In a separate study, Field noted another major difference in the behavior of French and American preschoolers: On playgrounds, French youngsters were aggressive toward their playmates only 1 percent of the time; American preschoolers, by contrast, were aggressive 29 percent of the time. It is probably not a coincidence that France has the lowest murder rate in the industrialized world, and the United States has the highest.
Can such dramatic differences in behavior between advanced, industrialized nations be accounted for by differences in diet, toxins, allergies, television or psychiatric disorders? It seems extremely unlikely, and I have found no scientific evidence to support these theories. I suggest that the fundamental reason behind so many more American children running amok is child-rearing practices.
Let me explain: Studies have consistently shown that the problem behavior of children is typically the result of misplaced adult attention. In a study done many years ago, psychologist Betty Hart, Ph.D., and her colleagues at the University of Washington, studied the effects of attention on Bill, a 4-year-old “crybaby” enrolled in a morning preschool. Each morning Bill had between five and 10 crying spells: He cried when he fell, bumped his head or if another child took away a toy. Each time Bill cried a teacher went to him to offer comfort. Hart and her colleagues reasoned that this adult attention, though intended to reassure and comfort Bill, might actually be the reason for all his crying.
To test their hypothesis, the researchers asked the teachers to try a new strategy. Now when Bill cried, the teachers glanced at him to be sure he was not injured but did not go to him, speak to him or look at him. If he happened to cry when a teacher was nearby, she turned her back or walked away.

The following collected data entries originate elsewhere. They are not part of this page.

//! Error types for voxrec organized by pipeline stage.

use std::path::PathBuf;
use thiserror::Error;

/// Pipeline error variants organized by processing stage.
#[derive(Debug, Error)]
pub enum Error {
    /// Configuration loading error
    #[error(transparent)]
    Config(#[from] ConfigError),

    /// Unresolved or unreadable input path
    #[error(transparent)]
    Path(#[from] PathError),

    /// Transcript manifest parsing error
    #[error(transparent)]
    Manifest(#[from] ManifestError),

    /// Vocabulary build or load error
    #[error(transparent)]
    Vocab(#[from] VocabBuildError),

    /// Audio loading or validation error
    #[error(transparent)]
    Audio(#[from] AudioError),

    /// Shard creation error
    #[error(transparent)]
    Shard(#[from] ShardWriteError),

    /// Missing length metadata
    #[error(transparent)]
    Metadata(#[from] MetadataMissingError),

    /// Shard set loading error
    #[error(transparent)]
    Dataset(#[from] DatasetError),
}

/// Configuration file errors.
#[derive(Debug, Error)]
pub enum ConfigError {
    /// Config file could not be parsed
    #[error("failed to parse config {path}: {source}")]
    Parse {
        path: PathBuf,
        source: serde_json::Error,
    },

    /// Shard count must be at least one
    #[error("invalid shard count: {0} (minimum 1)")]
    InvalidShardCount(usize),
}

/// Unresolved or unreadable input paths. Fatal, no retry.
#[derive(Debug, Error)]
pub enum PathError {
    /// Path does not exist or is not a regular file
    #[error("path not found: {}", .0.display())]
    NotFound(PathBuf),

    /// Path exists but could not be read
    #[error("failed to read {}: {source}", path.display())]
    Unreadable {
        path: PathBuf,
        source: std::io::Error,
    },
}

/// Transcript manifest format errors.
#[derive(Debug, Error)]
pub enum ManifestError {
    /// Row does not have the PATH / DURATION / TRANSCRIPT columns
    #[error("malformed row in {} at line {line}", file.display())]
    MalformedRow { file: PathBuf, line: usize },
}

/// Vocabulary build and persistence errors. Fatal.
#[derive(Debug, Error)]
pub enum VocabBuildError {
    /// Subword training requested but no corpus file was reachable
    #[error("no reachable corpus files and no persisted vocabulary")]
    NoCorpus,

    /// Corpus was reachable but contained no usable transcripts
    #[error("corpus produced no tokens")]
    EmptyCorpus,

    /// Persisted vocabulary could not be read back
    #[error("failed to load vocabulary from {}: {reason}", path.display())]
    Load { path: PathBuf, reason: String },

    /// Vocabulary could not be persisted
    #[error("failed to save vocabulary to {}: {source}", path.display())]
    Save {
        path: PathBuf,
        source: std::io::Error,
    },
}

/// Audio loading and validation errors.
#[derive(Debug, Error)]
pub enum AudioError {
    /// Sample rate validation failed
    #[error("invalid sample rate: expected {expected}Hz, got {got}Hz")]
    InvalidSampleRate { expected: u32, got: u32 },

    /// Channel count validation failed
    #[error("invalid channel count: expected mono or stereo, got {0} channels")]
    InvalidChannels(u16),

    /// IO error during audio loading
    #[error(transparent)]
    Io(#[from] std::io::Error),

    /// WAV file format error
    #[error(transparent)]
    Hound(#[from] hound::Error),
}

/// Mid-write shard failures. Fatal to the run; the partial shard set is
/// discarded so a retry starts clean.
#[derive(Debug, Error)]
pub enum ShardWriteError {
    /// Records directory could not be created
    #[error("failed to create records directory {}: {source}", dir.display())]
    CreateDir {
        dir: PathBuf,
        source: std::io::Error,
    },

    /// IO failure on one shard file
    #[error("failed to write shard {}: {source}", shard.display())]
    Io {
        shard: PathBuf,
        source: std::io::Error,
    },

    /// Shard-set manifest (commit marker) could not be written
    #[error("failed to commit shard set {}: {source}", path.display())]
    Commit {
        path: PathBuf,
        source: std::io::Error,
    },
}

/// Length metadata absent. Recoverable: callers may fall back to a full scan.
#[derive(Debug, Error)]
#[error("metadata not found at {}", .0.display())]
pub struct MetadataMissingError(pub PathBuf);

/// Shard set loading errors.
#[derive(Debug, Error)]
pub enum DatasetError {
    /// No committed shard set for the stage
    #[error("shard set for stage '{stage}' is missing or incomplete in {}", dir.display())]
    IncompleteShardSet { stage: String, dir: PathBuf },

    /// Shard file failed structural validation
    #[error("corrupt shard {}: {reason}", shard.display())]
    CorruptShard { shard: PathBuf, reason: String },

    /// IO error while reading shards or metadata
    #[error(transparent)]
    Io(#[from] std::io::Error),
}

/// Result type alias for voxrec operations.
pub type Result<T> = std::result::Result<T, Error>;

// Nested From implementations for automatic error conversion chains

// hound::Error → AudioError → Error
impl From<hound::Error> for Error {
    fn from(e: hound::Error) -> Self {
        Error::Audio(AudioError::Hound(e))
    }
}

Teachers paid special attention to Bill only when he suffered a mishap without crying. If he fell, for example, and went about his business without a whimper, a teacher would go to him and compliment him on his grown-up behavior. The result of this new approach: In five days the frequency of Bill’s crying spells fell from an average of about seven per morning to almost zero.
To be certain that Bill’s change in behavior was because of the new strategy, Hart and colleagues asked the teachers to once again pay attention to Bill when he cried. Bill returned to crying several times a day. When the teachers again ignored the crying and attended to Bill only when he acted maturely, the crying spells dropped sharply. Hart and her coworkers repeated this experiment with another “crybaby,” Alan, and got nearly identical results.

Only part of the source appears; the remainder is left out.